::: WORKING DATA

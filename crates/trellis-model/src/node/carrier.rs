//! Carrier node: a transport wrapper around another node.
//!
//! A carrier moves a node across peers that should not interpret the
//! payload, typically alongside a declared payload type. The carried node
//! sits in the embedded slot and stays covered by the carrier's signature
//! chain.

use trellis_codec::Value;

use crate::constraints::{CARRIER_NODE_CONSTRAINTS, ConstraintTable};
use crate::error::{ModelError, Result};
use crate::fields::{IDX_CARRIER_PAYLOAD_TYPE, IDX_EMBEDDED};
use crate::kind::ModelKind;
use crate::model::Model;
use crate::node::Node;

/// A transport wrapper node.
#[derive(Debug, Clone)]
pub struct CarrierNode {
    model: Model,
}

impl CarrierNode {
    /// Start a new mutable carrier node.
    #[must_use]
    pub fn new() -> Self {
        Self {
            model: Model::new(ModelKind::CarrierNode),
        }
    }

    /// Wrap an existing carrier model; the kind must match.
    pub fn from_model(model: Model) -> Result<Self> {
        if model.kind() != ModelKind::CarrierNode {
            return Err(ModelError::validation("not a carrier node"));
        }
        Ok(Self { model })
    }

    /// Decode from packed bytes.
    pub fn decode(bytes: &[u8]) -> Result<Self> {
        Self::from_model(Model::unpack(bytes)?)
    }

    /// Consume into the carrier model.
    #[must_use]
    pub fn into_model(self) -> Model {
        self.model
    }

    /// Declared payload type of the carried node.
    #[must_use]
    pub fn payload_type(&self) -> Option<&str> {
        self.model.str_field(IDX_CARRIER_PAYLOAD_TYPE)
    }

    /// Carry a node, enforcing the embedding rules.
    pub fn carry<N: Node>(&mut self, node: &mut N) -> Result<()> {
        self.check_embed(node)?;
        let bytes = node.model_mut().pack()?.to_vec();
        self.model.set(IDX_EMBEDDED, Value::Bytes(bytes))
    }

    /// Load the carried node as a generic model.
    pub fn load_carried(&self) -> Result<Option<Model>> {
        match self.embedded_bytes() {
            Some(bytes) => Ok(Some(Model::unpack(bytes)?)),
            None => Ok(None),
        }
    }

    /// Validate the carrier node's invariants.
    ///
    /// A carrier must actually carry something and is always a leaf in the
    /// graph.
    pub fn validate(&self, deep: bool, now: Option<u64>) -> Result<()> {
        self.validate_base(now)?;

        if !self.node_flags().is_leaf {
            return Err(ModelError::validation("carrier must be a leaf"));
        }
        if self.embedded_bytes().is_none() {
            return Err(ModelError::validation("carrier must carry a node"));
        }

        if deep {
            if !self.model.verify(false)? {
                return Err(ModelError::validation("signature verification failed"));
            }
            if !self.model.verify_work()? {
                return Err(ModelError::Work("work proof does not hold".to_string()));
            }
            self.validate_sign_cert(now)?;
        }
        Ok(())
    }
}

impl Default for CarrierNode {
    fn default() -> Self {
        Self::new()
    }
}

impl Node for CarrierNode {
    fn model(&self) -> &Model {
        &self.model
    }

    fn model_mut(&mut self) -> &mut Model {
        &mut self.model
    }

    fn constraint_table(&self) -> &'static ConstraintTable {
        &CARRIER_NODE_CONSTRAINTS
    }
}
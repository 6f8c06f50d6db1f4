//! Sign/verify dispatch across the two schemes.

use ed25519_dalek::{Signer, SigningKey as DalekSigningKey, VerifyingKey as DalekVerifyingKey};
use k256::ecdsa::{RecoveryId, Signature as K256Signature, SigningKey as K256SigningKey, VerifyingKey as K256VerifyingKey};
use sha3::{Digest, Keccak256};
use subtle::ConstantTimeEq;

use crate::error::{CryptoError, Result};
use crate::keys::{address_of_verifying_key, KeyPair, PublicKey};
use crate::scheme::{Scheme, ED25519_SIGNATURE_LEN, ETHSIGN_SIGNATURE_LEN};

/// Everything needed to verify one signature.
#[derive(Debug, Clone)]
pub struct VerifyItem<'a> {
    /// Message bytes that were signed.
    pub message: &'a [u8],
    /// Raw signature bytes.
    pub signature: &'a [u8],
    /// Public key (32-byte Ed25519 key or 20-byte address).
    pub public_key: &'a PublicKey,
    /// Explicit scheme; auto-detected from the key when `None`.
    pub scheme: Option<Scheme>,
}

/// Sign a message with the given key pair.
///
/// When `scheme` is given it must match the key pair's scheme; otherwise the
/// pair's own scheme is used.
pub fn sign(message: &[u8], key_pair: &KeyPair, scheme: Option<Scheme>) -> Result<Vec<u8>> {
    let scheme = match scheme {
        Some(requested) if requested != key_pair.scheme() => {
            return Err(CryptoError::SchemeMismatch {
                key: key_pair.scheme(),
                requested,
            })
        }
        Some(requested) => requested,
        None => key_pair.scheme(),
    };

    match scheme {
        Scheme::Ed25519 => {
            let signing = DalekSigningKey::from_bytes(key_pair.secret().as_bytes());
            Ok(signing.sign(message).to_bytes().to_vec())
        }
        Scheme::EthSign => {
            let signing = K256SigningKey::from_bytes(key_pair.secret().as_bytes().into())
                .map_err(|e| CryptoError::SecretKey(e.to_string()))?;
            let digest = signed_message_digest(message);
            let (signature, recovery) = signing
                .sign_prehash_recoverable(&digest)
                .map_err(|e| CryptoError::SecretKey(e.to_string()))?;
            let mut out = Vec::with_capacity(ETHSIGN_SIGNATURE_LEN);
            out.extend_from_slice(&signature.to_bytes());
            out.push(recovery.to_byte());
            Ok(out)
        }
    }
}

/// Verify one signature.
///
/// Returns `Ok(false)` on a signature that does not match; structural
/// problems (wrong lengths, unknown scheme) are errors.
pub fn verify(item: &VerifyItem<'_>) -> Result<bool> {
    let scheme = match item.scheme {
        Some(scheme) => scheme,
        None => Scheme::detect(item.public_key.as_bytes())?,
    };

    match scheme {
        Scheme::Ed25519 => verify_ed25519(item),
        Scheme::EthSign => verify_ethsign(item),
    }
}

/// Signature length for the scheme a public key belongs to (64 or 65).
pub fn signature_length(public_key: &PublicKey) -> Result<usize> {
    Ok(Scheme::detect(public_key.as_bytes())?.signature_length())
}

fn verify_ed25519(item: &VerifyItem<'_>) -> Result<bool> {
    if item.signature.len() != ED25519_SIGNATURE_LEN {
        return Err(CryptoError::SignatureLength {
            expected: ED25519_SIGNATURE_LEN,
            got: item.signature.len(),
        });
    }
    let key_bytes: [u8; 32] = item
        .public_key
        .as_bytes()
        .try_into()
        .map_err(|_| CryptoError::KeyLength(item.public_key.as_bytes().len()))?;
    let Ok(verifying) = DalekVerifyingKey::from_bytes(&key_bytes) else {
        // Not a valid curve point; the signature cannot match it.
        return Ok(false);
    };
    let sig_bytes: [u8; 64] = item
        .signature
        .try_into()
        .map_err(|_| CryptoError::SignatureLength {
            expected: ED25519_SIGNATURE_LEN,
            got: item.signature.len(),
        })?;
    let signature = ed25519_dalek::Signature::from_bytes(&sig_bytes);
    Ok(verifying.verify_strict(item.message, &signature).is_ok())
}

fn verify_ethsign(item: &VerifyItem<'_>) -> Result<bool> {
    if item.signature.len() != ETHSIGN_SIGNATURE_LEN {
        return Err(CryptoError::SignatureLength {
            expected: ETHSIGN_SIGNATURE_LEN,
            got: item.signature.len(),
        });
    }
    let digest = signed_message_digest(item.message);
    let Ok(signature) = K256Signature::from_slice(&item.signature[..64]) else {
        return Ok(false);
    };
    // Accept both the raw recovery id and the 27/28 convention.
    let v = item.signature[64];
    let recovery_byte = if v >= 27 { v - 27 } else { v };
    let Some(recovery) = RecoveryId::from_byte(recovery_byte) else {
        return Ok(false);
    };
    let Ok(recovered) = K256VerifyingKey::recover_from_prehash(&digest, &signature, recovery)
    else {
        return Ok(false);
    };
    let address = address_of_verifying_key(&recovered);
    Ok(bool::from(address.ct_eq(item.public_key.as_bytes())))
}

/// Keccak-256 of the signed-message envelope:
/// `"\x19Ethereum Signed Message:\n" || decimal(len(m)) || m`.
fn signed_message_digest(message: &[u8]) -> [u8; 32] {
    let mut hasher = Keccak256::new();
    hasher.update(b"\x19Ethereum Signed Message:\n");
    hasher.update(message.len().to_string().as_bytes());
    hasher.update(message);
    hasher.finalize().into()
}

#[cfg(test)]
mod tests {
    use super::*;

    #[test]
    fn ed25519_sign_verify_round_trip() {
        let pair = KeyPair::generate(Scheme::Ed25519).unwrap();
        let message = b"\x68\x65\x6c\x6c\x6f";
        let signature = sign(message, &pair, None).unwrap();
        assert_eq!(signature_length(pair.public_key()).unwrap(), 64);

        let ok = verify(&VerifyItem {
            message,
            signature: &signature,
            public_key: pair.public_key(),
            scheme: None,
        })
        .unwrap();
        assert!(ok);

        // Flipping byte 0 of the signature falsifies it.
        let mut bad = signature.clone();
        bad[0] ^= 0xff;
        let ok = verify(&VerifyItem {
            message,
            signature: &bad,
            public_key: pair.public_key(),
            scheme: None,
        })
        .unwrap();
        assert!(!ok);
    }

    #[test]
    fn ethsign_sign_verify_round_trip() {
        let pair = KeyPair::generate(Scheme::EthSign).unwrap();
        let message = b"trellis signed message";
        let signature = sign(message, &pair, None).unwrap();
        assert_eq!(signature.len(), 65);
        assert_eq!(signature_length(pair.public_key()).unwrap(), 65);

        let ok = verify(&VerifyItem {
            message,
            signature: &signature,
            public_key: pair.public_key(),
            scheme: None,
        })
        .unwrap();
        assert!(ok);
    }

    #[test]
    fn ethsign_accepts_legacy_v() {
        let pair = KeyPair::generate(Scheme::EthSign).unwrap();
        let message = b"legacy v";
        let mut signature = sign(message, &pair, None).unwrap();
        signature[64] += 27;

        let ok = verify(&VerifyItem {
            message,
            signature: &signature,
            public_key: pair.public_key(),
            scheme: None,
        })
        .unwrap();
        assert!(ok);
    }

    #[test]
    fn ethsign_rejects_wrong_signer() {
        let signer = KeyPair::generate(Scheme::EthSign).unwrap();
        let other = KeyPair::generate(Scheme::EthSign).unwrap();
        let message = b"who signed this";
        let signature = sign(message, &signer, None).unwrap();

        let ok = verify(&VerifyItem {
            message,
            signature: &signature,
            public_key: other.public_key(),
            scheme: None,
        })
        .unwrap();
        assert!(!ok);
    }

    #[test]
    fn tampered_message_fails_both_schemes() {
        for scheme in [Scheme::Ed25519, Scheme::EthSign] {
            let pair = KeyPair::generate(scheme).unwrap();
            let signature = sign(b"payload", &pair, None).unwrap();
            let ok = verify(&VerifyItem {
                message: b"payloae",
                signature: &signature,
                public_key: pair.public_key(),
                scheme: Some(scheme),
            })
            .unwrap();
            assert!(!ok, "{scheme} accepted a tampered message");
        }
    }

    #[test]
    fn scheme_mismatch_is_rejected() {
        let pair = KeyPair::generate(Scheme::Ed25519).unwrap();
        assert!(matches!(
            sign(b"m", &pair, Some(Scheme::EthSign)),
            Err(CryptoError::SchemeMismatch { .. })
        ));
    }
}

::::::
::: WORKING DATA

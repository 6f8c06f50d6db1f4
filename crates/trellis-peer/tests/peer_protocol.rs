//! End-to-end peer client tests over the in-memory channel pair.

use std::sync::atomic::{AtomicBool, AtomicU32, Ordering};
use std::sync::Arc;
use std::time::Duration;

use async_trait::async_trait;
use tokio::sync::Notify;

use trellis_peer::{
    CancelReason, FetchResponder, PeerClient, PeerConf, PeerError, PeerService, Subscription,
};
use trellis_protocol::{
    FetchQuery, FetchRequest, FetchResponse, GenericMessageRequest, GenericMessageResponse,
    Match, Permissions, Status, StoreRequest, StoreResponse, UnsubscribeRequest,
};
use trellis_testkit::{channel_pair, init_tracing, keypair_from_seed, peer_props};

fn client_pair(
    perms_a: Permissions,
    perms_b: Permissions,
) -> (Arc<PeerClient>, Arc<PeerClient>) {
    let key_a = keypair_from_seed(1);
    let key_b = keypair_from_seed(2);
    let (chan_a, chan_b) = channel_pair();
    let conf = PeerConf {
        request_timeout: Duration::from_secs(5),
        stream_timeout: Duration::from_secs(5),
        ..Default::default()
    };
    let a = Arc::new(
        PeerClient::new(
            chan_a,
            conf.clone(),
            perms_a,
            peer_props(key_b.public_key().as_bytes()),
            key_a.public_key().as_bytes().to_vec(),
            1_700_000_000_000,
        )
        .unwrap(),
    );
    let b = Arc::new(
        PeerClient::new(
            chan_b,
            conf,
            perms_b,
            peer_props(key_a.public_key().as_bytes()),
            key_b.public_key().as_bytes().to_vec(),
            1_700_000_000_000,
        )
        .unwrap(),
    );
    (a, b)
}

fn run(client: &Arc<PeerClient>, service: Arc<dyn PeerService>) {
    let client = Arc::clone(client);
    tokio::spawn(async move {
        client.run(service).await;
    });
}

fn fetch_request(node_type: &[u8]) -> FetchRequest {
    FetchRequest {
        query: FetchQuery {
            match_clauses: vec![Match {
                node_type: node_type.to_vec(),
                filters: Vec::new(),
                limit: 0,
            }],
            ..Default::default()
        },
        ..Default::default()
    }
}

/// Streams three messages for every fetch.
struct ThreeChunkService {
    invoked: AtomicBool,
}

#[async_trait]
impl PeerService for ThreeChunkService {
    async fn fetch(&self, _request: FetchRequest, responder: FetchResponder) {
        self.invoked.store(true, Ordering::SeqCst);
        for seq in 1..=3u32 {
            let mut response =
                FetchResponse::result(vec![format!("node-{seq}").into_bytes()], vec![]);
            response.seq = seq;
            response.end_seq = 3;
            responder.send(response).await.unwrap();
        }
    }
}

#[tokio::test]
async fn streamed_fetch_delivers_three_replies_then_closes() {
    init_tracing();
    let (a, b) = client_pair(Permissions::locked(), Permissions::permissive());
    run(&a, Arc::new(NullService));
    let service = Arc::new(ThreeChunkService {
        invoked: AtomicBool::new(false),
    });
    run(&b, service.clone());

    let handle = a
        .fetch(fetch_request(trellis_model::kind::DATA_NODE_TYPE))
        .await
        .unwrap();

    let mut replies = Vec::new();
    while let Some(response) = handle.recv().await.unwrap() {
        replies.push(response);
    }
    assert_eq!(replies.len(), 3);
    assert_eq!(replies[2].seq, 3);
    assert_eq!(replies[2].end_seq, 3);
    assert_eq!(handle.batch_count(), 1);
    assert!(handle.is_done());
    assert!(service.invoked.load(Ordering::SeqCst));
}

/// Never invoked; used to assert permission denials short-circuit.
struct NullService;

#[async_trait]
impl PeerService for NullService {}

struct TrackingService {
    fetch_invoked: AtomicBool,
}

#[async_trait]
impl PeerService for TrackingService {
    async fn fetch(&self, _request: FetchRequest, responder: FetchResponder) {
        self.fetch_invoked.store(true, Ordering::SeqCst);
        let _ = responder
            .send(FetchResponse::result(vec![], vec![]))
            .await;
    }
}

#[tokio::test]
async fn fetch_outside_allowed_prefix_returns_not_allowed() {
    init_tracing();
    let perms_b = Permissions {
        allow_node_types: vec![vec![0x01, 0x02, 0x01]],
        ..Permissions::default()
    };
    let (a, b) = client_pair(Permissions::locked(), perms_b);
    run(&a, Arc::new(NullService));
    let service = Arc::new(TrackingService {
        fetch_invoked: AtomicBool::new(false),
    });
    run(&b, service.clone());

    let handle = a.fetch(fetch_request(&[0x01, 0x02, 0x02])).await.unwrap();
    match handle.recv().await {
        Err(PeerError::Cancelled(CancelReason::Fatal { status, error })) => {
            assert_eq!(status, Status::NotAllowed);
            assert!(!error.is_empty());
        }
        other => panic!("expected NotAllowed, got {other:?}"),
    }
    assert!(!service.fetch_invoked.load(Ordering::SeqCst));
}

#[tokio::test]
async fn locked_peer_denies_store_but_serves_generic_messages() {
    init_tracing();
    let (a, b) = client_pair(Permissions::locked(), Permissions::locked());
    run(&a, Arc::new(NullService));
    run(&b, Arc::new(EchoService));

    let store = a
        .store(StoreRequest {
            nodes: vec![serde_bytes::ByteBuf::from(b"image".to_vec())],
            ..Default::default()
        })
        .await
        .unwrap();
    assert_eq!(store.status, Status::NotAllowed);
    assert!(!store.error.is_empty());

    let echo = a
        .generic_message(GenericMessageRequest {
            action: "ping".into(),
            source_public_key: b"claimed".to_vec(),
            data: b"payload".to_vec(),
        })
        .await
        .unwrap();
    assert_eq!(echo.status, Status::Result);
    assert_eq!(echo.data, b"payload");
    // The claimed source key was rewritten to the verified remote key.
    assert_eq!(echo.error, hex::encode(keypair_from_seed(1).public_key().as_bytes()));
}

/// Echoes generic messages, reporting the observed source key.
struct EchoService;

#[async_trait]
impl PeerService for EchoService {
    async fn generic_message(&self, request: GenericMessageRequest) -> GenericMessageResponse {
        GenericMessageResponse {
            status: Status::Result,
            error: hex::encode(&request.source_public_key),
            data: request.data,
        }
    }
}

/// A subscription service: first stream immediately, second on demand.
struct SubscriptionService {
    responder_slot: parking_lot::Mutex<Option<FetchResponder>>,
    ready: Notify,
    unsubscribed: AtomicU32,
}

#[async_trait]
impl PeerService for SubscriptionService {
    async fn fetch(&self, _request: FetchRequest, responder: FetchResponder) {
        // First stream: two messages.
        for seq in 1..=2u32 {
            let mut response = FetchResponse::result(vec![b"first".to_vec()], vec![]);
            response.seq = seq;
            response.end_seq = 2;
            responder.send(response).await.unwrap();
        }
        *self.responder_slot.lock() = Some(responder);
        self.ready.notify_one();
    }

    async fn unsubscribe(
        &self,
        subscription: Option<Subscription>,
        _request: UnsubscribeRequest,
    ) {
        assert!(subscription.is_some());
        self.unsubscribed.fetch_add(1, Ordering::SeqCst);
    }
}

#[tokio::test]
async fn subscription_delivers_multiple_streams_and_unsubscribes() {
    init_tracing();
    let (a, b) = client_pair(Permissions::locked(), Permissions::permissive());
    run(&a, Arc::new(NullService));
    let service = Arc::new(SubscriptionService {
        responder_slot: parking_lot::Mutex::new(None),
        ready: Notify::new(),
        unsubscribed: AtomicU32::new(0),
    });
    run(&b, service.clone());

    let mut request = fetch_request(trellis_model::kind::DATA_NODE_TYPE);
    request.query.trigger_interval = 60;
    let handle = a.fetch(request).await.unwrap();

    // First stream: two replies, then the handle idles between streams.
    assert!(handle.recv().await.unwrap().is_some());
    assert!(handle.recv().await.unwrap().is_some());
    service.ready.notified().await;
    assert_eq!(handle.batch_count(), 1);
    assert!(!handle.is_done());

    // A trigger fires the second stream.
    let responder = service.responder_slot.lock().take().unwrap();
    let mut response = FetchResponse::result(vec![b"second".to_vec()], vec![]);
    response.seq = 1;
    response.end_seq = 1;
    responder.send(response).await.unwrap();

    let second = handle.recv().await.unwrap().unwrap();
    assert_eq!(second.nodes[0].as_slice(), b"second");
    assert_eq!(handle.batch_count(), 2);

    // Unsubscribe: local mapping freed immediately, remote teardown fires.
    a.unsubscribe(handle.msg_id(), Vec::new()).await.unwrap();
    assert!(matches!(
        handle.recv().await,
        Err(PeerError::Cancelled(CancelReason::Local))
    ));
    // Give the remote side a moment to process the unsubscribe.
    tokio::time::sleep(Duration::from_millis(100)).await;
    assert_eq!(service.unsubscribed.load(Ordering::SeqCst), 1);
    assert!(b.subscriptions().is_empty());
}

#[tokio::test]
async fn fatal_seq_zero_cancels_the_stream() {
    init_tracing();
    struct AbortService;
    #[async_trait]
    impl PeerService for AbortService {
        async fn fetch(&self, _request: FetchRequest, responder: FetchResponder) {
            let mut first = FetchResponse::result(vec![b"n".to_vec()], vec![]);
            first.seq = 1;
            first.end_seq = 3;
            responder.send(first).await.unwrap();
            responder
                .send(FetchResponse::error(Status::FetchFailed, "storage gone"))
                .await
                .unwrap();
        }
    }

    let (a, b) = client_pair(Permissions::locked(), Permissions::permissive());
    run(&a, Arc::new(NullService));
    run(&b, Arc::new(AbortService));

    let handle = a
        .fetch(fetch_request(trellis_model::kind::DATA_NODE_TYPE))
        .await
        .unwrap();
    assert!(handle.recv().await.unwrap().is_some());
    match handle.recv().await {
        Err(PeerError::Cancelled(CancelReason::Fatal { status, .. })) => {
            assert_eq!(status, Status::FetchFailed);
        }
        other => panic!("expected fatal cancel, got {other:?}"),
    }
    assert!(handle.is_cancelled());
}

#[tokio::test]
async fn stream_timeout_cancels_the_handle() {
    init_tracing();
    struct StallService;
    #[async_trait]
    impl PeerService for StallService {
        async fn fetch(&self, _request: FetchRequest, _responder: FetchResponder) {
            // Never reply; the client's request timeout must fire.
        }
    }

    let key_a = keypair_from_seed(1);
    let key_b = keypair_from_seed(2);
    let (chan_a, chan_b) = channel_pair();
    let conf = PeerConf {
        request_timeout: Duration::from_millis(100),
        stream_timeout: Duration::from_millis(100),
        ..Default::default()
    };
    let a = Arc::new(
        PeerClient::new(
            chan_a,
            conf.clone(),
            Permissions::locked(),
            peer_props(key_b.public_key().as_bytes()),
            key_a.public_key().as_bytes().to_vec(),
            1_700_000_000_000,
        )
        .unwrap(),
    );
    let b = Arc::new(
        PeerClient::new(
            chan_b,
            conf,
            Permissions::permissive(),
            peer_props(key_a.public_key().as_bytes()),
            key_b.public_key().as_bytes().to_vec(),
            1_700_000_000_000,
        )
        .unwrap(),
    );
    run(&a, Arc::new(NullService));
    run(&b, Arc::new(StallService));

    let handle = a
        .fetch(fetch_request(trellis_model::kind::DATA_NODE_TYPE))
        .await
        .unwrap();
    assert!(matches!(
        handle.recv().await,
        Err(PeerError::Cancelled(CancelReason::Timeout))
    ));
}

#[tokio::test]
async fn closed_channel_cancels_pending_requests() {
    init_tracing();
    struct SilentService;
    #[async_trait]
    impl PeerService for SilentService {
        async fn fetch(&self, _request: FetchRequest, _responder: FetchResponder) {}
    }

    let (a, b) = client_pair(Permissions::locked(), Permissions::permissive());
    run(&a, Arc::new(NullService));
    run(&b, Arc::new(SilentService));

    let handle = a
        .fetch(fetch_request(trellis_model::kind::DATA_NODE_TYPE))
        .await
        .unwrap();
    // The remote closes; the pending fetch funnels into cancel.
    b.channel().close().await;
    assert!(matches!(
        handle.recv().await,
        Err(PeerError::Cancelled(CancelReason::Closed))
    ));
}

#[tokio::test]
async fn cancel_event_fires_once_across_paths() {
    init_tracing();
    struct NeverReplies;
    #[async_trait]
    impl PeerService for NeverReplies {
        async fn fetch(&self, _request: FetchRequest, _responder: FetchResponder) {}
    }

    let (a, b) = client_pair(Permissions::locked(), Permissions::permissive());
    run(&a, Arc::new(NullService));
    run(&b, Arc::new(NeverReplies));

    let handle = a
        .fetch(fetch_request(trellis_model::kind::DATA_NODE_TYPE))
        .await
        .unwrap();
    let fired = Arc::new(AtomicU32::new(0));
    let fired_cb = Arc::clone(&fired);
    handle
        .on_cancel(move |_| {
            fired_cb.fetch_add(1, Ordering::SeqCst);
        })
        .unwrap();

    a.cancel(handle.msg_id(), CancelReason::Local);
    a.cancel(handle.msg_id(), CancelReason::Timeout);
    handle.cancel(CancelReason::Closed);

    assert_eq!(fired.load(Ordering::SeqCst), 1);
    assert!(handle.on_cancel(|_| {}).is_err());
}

::::::

Please show the lines in the entries above that hold the string "Value".

use trellis_codec::Value;
        self.model.set(IDX_EMBEDDED, Value::Bytes(bytes))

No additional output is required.